Process is problem for trust lands
The state land department is taking some heat for how it is bringing trust lands to market, the proceeds from which benefits primarily K-12 education.
Some large, choice parcels have gone, or are expected to go, to a single bidder for what critics say is a below market price. The reports imply the possibility of sweetheart deals for politically connected developers.
That, however, isn’t the real problem. The real problem is the structure that the department was given to manage trust lands in or near the developed urban footprint.
That structure was established by the Urban Lands Act adopted in the early 1980s, which was the brainchild of then Gov. Bruce Babbitt.
Under the act, the state land department isn’t to be just a passive seller of raw land. Instead, it is supposed to proactively shape the urban form.
This involves the department, to a certain degree, getting into the development business, at a minimum by planning the land uses for parcels brought to market.
But often, much more than that. The department still sells land on which homes are to be built. But, after the act, it often leases the land on which businesses are to be located and takes a profit position in downstream development. Theoretically, it puts the department, and thus the trust’s beneficiaries, in a position to share in the larger profits from development, rather than just settling for the proceeds of raw land sales.
However, no one was interested in funding the department sufficiently to perform its new planning and development functions. So, a two-step process was set up.
In the first step, a private developer would do the work of planning the land uses for a particular parcel. When it was planned to the department’s satisfaction, the parcel would be put out for auction, as the state constitution requires. If the private developer who crafted the plan lost the bid, it would be compensated for its planning expenses.
This structure has numerous consequences that limit competition in the bidding process. There is a natural bias toward large master-planned, mixeduse communities. The land use plan obviously is likely to better suit whichever private developer crafted it. And that developer has a bidding advantage, since the bid doesn’t have to include reimbursement costs for the planning phase.
The only way to determine the market value of a parcel is through competitive bidding. An appraisal is just an opinion not subjected to a true market test. Without actual competitive bids, there’s no way of telling whether the trust’s beneficiaries are receiving fair value for their land.

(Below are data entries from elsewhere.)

//! Script-specific (complex) shapers.

use crate::buffer::Buffer;
use crate::common::{script, Script, Tag};
use crate::font::Font;
use crate::ot::normalize::NormalizeContext;
use crate::plan::{ShapePlan, ShapePlanner};

pub(crate) mod arabic;
pub(crate) mod arabic_table;
pub(crate) mod hangul;
pub(crate) mod hebrew;
pub(crate) mod indic;
pub(crate) mod indic_table;
pub(crate) mod khmer;
pub(crate) mod myanmar;
pub(crate) mod thai;
pub(crate) mod universal;

#[inline]
pub(crate) const fn hb_flag(v: u32) -> u32 {
    1 << v
}

#[inline]
pub(crate) fn hb_flag_unsafe(v: u32) -> u32 {
    if v < 32 {
        1 << v
    } else {
        0
    }
}

/// How the normalizer should prepare text for this shaper.
#[derive(Clone, Copy, PartialEq, Eq, Debug)]
pub(crate) enum ShapeNormalizationMode {
    /// Skip normalization; the shaper's preprocess pass owns the text.
    None,
    /// Decompose everything the font supports decomposed.
    Decomposed,
    /// Recompose diacritics the font can render composed.
    ComposedDiacritics,
    /// Same, but never skip over the base even if unchanged.
    ComposedDiacriticsNoShortCircuit,
    /// Composed unless the buffer carries combining marks that reorder.
    Auto,
}

#[derive(Clone, Copy, PartialEq, Eq, Debug)]
pub(crate) enum ZeroWidthMarksMode {
    None,
    ByGdefEarly,
    ByGdefLate,
}

/// Per-shaper plan data, created once per shape plan.
pub(crate) enum ShaperData {
    None,
    Arabic(arabic::ArabicShapePlan),
    Indic(indic::IndicShapePlan),
    Khmer(khmer::KhmerShapePlan),
    Universal(universal::UniversalShapePlan),
    Hangul(hangul::HangulShapePlan),
}

/// The hook table a script-specific shaper fills in. Every hook is
/// optional; the default shaper leaves them all empty.
pub(crate) struct ComplexShaper {
    pub collect_features: Option<fn(&mut ShapePlanner)>,
    pub override_features: Option<fn(&mut ShapePlanner)>,
    pub create_data: Option<fn(&ShapePlan) -> ShaperData>,
    pub preprocess_text: Option<fn(&ShapePlan, &Font, &mut Buffer)>,
    pub postprocess_glyphs: Option<fn(&ShapePlan, &Font, &mut Buffer)>,
    pub normalization_mode: ShapeNormalizationMode,
    pub decompose: Option<fn(&NormalizeContext, char) -> Option<(char, char)>>,
    pub compose: Option<fn(&NormalizeContext, char, char) -> Option<char>>,
    pub setup_masks: Option<fn(&ShapePlan, &Font, &mut Buffer)>,
    pub reorder_marks: Option<fn(&ShapePlan, &mut Buffer, usize, usize)>,
    pub zero_width_marks: ZeroWidthMarksMode,
    pub fallback_position: bool,
}

pub(crate) const DEFAULT_SHAPER: ComplexShaper = ComplexShaper {
    collect_features: None,
    override_features: None,
    create_data: None,
    preprocess_text: None,
    postprocess_glyphs: None,
    normalization_mode: ShapeNormalizationMode::Auto,
    decompose: None,
    compose: None,
    setup_masks: None,
    reorder_marks: None,
    zero_width_marks: ZeroWidthMarksMode::ByGdefLate,
    fallback_position: true,
};

/// Picks the complex shaper for a segment.
pub(crate) fn categorize(script: Option<Script>, chosen_gsub_script: Option<Tag>) -> &'static ComplexShaper {
    let Some(script) = script else {
        return &DEFAULT_SHAPER;
    };

    match script {
        // Joining scripts: one machine handles them all.
        script::ARABIC
        | script::SYRIAC
        | script::MONGOLIAN
        | script::NKO
        | script::PHAGS_PA
        | script::MANDAIC
        | script::MANICHAEAN
        | script::PSALTER_PAHLAVI
        | script::ADLAM
        | script::HANIFI_ROHINGYA
        | script::SOGDIAN
        | script::OLD_SOGDIAN
        | script::CHORASMIAN => &arabic::ARABIC_SHAPER,

        script::THAI | script::LAO => &thai::THAI_SHAPER,

        script::HANGUL => &hangul::HANGUL_SHAPER,

        script::HEBREW => &hebrew::HEBREW_SHAPER,

        script::BENGALI
        | script::DEVANAGARI
        | script::GUJARATI
        | script::GURMUKHI
        | script::KANNADA
        | script::MALAYALAM
        | script::ORIYA
        | script::TAMIL
        | script::TELUGU => &indic::INDIC_SHAPER,

        script::KHMER => &khmer::KHMER_SHAPER,

        script::MYANMAR => {
            // Only the new-spec script activates the Myanmar machine; old
            // fonts shape with the generic shaper, as the originals did.
            if chosen_gsub_script == Some(Tag::from_bytes(b"mym2")) {
                &myanmar::MYANMAR_SHAPER
            } else {
                &DEFAULT_SHAPER
            }
        }

        // Scripts shaped by the Universal Shaping Engine.
        script::BALINESE
        | script::BATAK
        | script::BRAHMI
        | script::BUGINESE
        | script::BUHID
        | script::CHAKMA
        | script::CHAM
        | script::GRANTHA
        | script::HANUNOO
        | script::JAVANESE
        | script::KAITHI
        | script::KAYAH_LI
        | script::KHAROSHTHI
        | script::KHOJKI
        | script::KHUDAWADI
        | script::LEPCHA
        | script::LIMBU
        | script::MAHAJANI
        | script::MEETEI_MAYEK
        | script::MODI
        | script::MULTANI
        | script::NEWA
        | script::REJANG
        | script::SAURASHTRA
        | script::SHARADA
        | script::SIDDHAM
        | script::SINHALA
        | script::SUNDANESE
        | script::SYLOTI_NAGRI
        | script::TAGALOG
        | script::TAGBANWA
        | script::TAI_LE
        | script::TAI_THAM
        | script::TAI_VIET
        | script::TAKRI
        | script::TIBETAN
        | script::TIRHUTA => &universal::UNIVERSAL_SHAPER,

        _ => &DEFAULT_SHAPER,
    }
}
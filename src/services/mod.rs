pub mod filter;
pub mod normalizer;
pub mod procedures;
pub mod standings;
pub mod statistics;

pub use filter::*;
pub use standings::*;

In addition to drying up competitive bidding, the Urban Lands Act hasn’t really lived up to its promise. Desert Ridge, one of the first large projects approved using the structure, is an illustration.
There was just a single bidder for the master-planned contract for the area. That bidder ultimately went bankrupt, as did its successor. A third now is in place.
The project went to bid in 1993. It remains substantially underdeveloped for its location.
Nor has much been produced in the way of downstream profits from development participation. Last year, commercial leases produced just $26 million in revenue for trust beneficiaries. By way of contrast, since the Urban Lands Act was passed, the permanent trust fund has increased from a little over $100 million to $6.5 billion.
That’s been fueled by land sales and retained earnings.
The bias against competitive bids continues to produce large, questionable deals. The real estate arm of the Nationwide insurance company was the only bidder on a 134 acre parcel in north Scottsdale, after having done the planning for it – which was custom-designed for its regional headquarters and supporting mixed-use development.
And now there is a question of how much true competition there will be for a massive, nearly 2,800 acre parcel near Apache Junction known as Superstition Vistas.
I’d prefer that the land department get out of the development business and just passively sell raw land. That’s a cleaner role for government, and the track record of land sales is vastly better than the government-as-developer record.
But if that’s too radical a reform, at a minimum there needs to be competitive bidding. Otherwise, there is no way of telling whether a fair price has been obtained for the trust’s beneficiaries.
Any auction with fewer than, say, three bidders should be vacated. That would require the department to structure any offering in a way that would be attractive to more than just a single bidder.
That would offset the bias against competitive bidding that inheres in the Urban Lands Act.